1.PEID查壳
nSPack 1.3 -> North Star/Liu Xing Ping
2.载入OD,pushad下面的call哪里使用ESP定律,下硬件访问断点,然后shift+F9运行
00432356 > 9C pushfd ; //程序入口点 00432357 60 pushad 00432358 E8 00000000 call QQ个性网.0043235D ; //这里使用ESP 0043235D 5D pop ebp 0043235E B8 B3854000 mov eax,QQ个性网.004085B3 00432363 2D AC854000 sub eax,QQ个性网.004085AC 00432368 2BE8 sub ebp,eax 0043236A 8DB5 D6FEFFFF lea esi,dword ptr ss:[ebp-0x12A]

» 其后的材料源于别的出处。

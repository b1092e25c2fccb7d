//! JSON file backend
//!
//! Document layout:
//! ```text
//! {
//!   "characters": [ { "id": "...", "name": "...", ... }, ... ]
//! }
//! ```
//! Files written by the older service (`{"personajes": [...]}` with Spanish
//! field names) load unchanged; the next save rewrites them in this layout.

use std::fs;
use std::path::{Path, PathBuf};

use serde::{Deserialize, Serialize};

use crate::character::Character;
use crate::error::Result;

use super::{write_atomic, Storage};

#[derive(Serialize)]
struct DatasetRef<'a> {
    characters: &'a [Character],
}

#[derive(Deserialize)]
struct Dataset {
    #[serde(default, alias = "personajes")]
    characters: Vec<Character>,
}

/// Stores the collection as a pretty-printed JSON document
#[derive(Debug, Clone)]
pub struct JsonFileStorage {
    path: PathBuf,
}

impl JsonFileStorage {
    pub fn new(path: impl Into<PathBuf>) -> Self {
        Self { path: path.into() }
    }

    pub fn path(&self) -> &Path {
        &self.path
    }
}

impl Storage for JsonFileStorage {
    fn load(&self) -> Result<Vec<Character>> {
        if !self.path.exists() {
            tracing::debug!(path = %self.path.display(), "No data file, starting empty");
            return Ok(Vec::new());
        }

        let text = fs::read_to_string(&self.path)?;
        if text.trim().is_empty() {
            return Ok(Vec::new());
        }

        let dataset: Dataset = serde_json::from_str(&text)?;
        Ok(dataset.characters)
    }

    fn save(&self, characters: &[Character]) -> Result<()> {
        let bytes = serde_json::to_vec_pretty(&DatasetRef { characters })?;
        write_atomic(&self.path, &bytes)
    }

    fn describe(&self) -> String {
        format!("json:{}", self.path.display())
    }
}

3.ESP落脚点,落脚点的下一行就是一个大跳转,就是跳向OEP的,F8单步跟着跳
0043257A 9D popfd ; //ESP落脚点 0043257B - E9 54EDFCFF jmp QQ个性网.004012D4 ; //跳向OEP的大跳转 00432580 8BB5 AEFEFFFF mov esi,dword ptr ss:[ebp-0x152] 00432586 0BF6 or esi,esi 00432588 0F84 97000000 je QQ个性网.00432625
4.来到OEP,可以脱壳了
004012D4 68 54474000 push QQ个性网.00404754 ; //来到OEP 004012D9 E8 F0FFFFFF call QQ个性网.004012CE 004012DE 0000 add byte ptr ds:[eax],al 004012E0 0000 add byte ptr ds:[eax],al 004012E2 0000 add byte ptr ds:[eax],al 004012E4 3000 xor byte ptr ds:[eax],al 004012E6 0000 add byte ptr ds:[eax],al 004012E8 48 dec eax
5.查壳运行
运行OK,查壳:Microsoft Visual Basic v5.0/v6.0